◆ **Problem details**
Reproduce exactly the line that contains "and in-process implementations" and all lines that follow it in the records below, ending with the last one.

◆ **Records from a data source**

^^^^

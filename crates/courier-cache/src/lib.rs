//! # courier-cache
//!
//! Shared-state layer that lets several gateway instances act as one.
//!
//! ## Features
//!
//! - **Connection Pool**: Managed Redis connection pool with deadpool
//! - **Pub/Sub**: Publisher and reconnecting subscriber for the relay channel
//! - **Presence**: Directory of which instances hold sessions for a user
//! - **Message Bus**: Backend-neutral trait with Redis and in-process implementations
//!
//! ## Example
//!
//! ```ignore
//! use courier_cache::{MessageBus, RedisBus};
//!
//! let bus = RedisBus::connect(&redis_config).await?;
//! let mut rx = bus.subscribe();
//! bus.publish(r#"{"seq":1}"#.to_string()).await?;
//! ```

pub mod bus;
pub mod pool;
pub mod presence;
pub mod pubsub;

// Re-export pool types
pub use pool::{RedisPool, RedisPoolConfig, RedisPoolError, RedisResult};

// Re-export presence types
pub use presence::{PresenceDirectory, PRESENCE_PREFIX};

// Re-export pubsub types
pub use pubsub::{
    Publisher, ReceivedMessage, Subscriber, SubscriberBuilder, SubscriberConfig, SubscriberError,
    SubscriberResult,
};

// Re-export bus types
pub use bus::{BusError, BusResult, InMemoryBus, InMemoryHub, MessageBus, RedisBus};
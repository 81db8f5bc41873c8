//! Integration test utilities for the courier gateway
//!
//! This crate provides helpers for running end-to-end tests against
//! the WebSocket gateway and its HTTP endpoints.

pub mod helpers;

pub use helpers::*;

^^^^

◆ **Exercise result**
//! - **Message Bus**: Backend-neutral trait with Redis and in-process implementations
//!
//! ## Example
//!
//! ```ignore
//! use courier_cache::{MessageBus, RedisBus};
//!
//! let bus = RedisBus::connect(&redis_config).await?;
//! let mut rx = bus.subscribe();
//! bus.publish(r#"{"seq":1}"#.to_string()).await?;
//! ```

pub mod bus;
pub mod pool;
pub mod presence;
pub mod pubsub;

// Re-export pool types
pub use pool::{RedisPool, RedisPoolConfig, RedisPoolError, RedisResult};

// Re-export presence types
pub use presence::{PresenceDirectory, PRESENCE_PREFIX};

// Re-export pubsub types
pub use pubsub::{
    Publisher, ReceivedMessage, Subscriber, SubscriberBuilder, SubscriberConfig, SubscriberError,
    SubscriberResult,
};

// Re-export bus types
pub use bus::{BusError, BusResult, InMemoryBus, InMemoryHub, MessageBus, RedisBus};
repository 81db8f5bc41873c8
//! Integration test utilities for the courier gateway
//!
//! This crate provides helpers for running end-to-end tests against
//! the WebSocket gateway and its HTTP endpoints.

pub mod helpers;

pub use helpers::*;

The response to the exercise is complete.